-- What you need to do --
Range to output from the entries below: the line containing "-pressing / inverse_mass" through the line containing "let bound = params.friction". Set it down exactly, ends included, nothing else.

-- Material provided --
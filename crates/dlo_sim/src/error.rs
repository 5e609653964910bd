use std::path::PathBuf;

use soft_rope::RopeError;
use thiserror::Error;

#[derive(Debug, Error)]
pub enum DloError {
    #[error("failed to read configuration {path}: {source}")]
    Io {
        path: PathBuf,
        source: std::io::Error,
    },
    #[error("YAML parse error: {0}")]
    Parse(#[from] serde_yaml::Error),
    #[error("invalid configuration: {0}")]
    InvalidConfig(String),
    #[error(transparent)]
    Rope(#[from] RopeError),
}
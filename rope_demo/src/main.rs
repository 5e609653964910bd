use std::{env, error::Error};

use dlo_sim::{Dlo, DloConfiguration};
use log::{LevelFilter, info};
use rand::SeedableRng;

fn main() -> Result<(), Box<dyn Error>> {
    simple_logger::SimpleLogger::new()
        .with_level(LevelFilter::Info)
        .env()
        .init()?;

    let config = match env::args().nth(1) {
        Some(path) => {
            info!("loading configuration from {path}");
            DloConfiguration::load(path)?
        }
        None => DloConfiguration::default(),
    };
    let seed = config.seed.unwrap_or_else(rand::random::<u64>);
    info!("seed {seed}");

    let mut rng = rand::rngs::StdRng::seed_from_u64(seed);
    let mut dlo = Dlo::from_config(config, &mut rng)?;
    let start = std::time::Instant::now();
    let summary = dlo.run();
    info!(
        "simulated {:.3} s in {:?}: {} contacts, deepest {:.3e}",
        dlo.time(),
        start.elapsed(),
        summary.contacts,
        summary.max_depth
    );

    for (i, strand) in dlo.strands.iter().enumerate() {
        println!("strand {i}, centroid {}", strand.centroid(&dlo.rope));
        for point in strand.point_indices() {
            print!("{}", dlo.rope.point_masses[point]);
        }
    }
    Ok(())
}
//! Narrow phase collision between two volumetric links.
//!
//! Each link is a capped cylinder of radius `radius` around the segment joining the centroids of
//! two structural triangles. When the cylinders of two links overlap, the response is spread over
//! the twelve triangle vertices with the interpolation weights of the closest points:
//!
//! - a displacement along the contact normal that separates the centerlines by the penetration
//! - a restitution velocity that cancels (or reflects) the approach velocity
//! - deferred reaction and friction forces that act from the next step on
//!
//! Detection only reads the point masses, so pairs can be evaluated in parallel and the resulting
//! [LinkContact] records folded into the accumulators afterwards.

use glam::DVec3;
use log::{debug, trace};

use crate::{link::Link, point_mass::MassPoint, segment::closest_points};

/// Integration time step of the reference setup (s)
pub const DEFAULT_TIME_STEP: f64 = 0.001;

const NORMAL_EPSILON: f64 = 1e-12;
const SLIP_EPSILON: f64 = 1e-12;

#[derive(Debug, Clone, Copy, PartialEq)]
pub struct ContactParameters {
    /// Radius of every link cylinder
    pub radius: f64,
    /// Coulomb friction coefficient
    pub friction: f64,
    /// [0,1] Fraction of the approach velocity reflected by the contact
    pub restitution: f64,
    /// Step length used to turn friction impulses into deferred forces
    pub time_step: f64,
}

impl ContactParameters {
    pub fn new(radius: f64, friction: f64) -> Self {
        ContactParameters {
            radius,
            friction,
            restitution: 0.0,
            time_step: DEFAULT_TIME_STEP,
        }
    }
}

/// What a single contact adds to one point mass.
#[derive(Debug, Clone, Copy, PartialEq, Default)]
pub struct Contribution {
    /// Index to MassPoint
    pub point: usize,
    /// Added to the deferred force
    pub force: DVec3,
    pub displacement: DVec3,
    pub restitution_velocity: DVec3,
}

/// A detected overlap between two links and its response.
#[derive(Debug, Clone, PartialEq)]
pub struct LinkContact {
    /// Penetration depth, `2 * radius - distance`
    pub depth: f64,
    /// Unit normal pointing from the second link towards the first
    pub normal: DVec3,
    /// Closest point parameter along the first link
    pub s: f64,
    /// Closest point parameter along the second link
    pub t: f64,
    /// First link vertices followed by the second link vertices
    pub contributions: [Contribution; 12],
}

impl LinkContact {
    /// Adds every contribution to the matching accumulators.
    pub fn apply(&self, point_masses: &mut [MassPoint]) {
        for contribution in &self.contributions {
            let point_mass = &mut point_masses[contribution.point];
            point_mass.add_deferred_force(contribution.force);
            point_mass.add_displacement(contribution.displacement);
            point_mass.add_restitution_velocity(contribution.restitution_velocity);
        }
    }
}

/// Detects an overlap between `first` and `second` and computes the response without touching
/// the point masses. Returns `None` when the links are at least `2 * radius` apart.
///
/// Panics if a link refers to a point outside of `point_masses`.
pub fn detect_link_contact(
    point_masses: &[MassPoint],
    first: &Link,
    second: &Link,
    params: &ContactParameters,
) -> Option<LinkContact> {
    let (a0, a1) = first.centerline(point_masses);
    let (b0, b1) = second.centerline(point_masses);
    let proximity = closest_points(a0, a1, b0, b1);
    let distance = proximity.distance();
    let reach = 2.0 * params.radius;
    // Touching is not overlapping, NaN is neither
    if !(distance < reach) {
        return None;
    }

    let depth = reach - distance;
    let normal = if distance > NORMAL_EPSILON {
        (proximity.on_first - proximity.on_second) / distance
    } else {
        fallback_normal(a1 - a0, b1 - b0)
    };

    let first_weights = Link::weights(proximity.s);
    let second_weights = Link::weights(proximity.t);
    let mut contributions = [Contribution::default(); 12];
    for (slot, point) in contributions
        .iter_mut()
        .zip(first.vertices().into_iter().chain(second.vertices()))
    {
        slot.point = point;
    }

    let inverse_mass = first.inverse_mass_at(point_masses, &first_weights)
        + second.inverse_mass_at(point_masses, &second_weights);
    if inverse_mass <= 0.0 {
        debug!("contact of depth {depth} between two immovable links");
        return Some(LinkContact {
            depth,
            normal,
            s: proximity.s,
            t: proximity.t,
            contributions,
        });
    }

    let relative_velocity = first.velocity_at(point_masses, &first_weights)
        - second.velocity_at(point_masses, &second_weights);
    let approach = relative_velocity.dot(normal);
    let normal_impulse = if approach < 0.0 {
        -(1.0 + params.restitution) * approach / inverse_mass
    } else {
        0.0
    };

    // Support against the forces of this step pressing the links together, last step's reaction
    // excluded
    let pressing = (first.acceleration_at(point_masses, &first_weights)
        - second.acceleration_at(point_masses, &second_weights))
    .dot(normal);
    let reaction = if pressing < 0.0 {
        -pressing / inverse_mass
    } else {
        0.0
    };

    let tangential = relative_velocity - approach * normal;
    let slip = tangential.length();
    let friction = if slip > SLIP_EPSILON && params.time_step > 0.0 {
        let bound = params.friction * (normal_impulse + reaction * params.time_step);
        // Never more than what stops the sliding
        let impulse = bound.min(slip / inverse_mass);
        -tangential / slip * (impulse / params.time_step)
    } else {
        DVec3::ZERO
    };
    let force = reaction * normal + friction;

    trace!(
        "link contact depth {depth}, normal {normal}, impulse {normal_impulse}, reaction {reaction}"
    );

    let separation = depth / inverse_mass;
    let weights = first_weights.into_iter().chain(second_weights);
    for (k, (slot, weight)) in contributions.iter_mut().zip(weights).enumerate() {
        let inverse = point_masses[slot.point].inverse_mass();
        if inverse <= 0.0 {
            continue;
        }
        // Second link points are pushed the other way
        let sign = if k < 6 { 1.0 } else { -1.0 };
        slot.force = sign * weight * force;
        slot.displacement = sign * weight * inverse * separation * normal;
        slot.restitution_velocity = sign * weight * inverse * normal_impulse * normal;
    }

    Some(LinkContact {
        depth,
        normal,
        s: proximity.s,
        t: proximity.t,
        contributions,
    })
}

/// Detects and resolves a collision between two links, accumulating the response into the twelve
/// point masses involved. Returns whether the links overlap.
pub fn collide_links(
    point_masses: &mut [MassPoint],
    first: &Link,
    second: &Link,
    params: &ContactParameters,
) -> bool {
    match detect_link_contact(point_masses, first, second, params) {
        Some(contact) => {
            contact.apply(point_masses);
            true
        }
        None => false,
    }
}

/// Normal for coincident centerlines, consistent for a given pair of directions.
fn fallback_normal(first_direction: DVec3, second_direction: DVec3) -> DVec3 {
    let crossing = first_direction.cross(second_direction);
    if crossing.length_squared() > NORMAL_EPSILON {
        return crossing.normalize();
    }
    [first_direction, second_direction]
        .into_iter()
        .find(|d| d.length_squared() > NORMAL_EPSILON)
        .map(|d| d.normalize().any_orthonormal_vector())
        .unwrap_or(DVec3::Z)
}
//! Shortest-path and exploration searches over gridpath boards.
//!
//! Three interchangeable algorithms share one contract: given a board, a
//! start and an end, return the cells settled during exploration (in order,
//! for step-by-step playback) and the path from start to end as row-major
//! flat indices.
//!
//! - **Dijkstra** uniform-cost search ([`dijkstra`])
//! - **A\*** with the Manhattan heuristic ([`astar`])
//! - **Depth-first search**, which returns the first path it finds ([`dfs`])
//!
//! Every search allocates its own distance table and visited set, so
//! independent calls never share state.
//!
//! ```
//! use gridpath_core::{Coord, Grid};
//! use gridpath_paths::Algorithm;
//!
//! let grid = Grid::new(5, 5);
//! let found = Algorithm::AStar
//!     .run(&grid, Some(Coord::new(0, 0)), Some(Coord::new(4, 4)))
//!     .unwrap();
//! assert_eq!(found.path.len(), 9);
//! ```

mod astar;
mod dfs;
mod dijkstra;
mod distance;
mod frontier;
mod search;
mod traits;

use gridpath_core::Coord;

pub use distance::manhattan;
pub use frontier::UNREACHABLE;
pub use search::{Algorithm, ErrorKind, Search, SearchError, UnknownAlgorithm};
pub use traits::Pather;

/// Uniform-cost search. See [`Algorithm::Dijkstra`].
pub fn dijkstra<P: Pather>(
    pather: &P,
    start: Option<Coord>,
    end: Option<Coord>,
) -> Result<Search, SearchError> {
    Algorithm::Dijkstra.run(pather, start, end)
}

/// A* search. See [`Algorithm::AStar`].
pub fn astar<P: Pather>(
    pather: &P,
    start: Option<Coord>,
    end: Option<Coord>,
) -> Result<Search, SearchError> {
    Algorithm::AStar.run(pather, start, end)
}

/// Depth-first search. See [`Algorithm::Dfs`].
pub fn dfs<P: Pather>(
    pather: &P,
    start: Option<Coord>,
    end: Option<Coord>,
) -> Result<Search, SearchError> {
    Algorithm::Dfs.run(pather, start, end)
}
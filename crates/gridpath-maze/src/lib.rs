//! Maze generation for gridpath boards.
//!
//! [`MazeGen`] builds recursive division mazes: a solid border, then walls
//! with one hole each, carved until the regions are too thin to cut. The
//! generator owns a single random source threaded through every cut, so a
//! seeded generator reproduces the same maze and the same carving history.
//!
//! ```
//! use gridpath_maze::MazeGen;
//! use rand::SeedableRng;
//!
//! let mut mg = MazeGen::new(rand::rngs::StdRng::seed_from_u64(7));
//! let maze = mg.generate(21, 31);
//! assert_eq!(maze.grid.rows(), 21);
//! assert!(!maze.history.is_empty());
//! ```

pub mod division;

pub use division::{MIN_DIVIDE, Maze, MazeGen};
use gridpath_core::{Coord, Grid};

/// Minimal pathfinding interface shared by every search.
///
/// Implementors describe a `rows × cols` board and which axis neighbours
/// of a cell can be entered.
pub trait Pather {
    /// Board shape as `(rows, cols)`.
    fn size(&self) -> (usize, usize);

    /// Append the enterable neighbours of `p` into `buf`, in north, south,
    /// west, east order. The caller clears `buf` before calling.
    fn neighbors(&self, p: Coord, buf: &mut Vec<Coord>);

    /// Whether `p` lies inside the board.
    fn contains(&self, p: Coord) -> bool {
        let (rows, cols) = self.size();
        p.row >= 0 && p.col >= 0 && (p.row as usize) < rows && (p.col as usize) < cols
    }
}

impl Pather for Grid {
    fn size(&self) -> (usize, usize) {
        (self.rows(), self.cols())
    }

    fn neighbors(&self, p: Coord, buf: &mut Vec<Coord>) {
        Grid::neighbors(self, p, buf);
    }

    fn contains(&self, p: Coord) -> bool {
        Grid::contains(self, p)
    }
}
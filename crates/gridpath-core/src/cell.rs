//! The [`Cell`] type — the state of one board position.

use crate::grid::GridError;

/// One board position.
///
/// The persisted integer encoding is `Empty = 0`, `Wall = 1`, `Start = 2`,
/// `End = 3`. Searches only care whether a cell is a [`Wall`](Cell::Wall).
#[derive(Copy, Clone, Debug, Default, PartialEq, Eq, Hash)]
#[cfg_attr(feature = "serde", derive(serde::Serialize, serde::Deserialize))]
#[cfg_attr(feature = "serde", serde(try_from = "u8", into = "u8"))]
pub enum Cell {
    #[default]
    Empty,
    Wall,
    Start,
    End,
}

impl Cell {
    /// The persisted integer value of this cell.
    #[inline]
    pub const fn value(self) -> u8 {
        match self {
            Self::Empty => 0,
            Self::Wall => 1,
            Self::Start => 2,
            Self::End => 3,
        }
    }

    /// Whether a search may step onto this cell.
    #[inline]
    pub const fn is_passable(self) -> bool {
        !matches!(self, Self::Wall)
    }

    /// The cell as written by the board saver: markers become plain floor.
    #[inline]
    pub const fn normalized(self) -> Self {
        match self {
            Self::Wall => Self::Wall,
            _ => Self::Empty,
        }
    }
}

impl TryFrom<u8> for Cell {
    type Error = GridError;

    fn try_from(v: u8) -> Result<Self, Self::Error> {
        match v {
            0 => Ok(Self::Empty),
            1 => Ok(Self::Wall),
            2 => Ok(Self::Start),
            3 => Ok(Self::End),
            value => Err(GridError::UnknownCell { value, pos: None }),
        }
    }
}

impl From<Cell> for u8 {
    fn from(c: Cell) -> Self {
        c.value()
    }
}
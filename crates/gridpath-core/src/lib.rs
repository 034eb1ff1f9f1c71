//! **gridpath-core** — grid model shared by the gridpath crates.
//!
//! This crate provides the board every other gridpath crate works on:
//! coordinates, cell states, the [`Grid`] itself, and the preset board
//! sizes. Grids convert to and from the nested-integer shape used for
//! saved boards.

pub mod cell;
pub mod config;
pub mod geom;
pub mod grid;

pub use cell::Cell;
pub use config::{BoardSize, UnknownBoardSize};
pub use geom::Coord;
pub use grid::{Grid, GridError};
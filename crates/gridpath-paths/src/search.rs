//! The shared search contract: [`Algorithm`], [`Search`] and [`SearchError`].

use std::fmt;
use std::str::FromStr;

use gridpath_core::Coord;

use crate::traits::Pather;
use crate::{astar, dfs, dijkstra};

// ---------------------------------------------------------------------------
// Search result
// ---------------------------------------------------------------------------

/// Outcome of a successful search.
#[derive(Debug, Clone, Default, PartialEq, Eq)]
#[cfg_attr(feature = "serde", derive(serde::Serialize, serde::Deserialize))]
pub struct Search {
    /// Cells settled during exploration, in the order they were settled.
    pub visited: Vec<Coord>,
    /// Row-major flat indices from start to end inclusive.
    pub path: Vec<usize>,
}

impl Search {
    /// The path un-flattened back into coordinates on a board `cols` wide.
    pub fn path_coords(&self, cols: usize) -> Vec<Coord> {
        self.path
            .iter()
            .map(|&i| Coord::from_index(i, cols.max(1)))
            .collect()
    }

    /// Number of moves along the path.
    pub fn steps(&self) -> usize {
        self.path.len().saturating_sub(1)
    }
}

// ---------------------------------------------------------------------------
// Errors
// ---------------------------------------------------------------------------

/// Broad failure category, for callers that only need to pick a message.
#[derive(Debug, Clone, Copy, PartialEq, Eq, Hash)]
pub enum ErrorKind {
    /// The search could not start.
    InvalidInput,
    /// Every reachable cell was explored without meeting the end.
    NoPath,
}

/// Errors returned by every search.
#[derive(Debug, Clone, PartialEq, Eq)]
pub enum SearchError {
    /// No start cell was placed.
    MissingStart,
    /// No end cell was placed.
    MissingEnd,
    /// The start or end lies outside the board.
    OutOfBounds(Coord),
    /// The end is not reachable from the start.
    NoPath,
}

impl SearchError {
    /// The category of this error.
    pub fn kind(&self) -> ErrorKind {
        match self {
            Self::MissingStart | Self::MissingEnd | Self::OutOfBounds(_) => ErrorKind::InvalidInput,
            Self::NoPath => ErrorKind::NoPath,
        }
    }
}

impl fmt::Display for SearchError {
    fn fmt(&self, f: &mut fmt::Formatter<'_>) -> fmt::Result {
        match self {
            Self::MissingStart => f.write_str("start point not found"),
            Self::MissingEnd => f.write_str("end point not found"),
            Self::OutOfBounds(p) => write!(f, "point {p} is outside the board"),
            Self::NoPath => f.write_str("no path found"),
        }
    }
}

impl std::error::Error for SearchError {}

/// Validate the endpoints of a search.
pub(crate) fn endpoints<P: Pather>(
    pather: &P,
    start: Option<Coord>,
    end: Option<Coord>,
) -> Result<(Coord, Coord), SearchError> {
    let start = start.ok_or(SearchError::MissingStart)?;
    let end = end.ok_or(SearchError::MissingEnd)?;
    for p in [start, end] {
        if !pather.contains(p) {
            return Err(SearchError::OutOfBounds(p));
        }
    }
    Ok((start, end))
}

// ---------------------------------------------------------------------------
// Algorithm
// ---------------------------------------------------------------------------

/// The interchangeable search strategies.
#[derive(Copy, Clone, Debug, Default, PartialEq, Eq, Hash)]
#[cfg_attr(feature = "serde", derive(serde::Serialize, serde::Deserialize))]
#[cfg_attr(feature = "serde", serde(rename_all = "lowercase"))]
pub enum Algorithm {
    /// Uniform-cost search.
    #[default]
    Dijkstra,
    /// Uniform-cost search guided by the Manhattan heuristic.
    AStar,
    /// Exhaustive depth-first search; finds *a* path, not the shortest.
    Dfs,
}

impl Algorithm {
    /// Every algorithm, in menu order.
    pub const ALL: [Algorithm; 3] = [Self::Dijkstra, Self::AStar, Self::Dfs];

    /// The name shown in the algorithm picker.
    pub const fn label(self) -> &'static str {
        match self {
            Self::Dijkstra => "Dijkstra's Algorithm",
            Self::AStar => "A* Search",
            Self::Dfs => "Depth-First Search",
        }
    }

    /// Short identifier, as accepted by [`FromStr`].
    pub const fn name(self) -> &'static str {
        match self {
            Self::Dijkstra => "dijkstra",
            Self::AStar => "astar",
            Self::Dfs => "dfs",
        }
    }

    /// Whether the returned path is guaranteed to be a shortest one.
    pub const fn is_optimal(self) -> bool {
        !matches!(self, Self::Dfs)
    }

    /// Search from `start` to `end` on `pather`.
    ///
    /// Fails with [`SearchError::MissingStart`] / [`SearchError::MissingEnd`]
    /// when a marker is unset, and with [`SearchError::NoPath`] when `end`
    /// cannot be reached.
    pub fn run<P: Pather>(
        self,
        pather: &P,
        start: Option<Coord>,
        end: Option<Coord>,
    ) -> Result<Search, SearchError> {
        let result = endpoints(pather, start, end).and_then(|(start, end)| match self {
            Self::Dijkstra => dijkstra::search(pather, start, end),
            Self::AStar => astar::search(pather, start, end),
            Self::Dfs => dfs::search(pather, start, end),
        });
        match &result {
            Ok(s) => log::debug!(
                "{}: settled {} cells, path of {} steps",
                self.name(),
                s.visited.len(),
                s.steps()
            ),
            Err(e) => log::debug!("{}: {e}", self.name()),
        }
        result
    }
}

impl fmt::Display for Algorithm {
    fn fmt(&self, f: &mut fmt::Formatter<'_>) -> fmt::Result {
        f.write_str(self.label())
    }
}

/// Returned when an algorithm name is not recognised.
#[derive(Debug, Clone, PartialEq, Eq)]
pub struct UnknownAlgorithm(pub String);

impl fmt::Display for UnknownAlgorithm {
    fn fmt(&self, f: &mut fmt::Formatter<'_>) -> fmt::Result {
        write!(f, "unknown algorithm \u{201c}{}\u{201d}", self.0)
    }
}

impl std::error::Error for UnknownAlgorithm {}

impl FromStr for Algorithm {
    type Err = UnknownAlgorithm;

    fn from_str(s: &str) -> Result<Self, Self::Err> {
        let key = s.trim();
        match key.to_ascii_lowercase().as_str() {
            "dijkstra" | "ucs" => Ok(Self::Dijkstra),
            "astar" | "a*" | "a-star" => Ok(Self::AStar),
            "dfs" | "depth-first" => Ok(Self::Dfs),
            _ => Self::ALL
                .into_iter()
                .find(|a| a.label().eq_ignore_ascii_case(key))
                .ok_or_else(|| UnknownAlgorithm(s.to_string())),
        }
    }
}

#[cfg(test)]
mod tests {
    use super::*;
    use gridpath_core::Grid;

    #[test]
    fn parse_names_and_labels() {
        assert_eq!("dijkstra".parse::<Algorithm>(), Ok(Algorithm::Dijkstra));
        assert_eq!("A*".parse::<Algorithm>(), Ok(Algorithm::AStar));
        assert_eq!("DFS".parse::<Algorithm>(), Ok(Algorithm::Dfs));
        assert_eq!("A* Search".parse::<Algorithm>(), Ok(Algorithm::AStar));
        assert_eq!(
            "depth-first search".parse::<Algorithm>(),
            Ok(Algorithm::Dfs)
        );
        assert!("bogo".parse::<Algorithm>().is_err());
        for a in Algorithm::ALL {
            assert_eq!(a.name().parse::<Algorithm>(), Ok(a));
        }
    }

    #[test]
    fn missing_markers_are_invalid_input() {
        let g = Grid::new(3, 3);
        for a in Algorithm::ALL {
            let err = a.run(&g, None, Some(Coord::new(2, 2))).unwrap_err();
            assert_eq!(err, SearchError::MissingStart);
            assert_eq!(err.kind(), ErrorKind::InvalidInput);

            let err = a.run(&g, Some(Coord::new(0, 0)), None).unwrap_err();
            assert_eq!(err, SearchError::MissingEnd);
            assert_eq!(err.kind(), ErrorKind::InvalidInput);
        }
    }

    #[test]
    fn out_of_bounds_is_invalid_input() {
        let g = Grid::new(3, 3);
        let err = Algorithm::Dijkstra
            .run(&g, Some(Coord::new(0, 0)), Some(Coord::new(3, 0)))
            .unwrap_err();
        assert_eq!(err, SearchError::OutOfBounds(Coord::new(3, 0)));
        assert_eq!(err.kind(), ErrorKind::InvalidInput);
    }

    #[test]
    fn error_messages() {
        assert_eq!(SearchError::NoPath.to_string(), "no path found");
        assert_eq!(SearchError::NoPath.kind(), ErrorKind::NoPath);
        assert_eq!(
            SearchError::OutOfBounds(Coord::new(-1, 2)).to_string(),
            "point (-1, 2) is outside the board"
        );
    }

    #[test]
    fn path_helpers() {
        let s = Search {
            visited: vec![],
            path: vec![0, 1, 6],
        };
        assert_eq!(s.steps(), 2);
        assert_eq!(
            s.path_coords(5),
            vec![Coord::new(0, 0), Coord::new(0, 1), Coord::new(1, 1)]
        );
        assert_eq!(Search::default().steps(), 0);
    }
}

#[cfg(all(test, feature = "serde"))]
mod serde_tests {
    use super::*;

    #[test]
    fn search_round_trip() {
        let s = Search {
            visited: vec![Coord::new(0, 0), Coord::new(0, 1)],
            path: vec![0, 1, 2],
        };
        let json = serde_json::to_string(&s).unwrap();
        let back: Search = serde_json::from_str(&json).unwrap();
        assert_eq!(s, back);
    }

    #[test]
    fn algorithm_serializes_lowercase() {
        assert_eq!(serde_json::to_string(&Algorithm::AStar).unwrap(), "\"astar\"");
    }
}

-- Output below --
        -pressing / inverse_mass
    } else {
        0.0
    };

    let tangential = relative_velocity - approach * normal;
    let slip = tangential.length();
    let friction = if slip > SLIP_EPSILON && params.time_step > 0.0 {
        let bound = params.friction * (normal_impulse + reaction * params.time_step);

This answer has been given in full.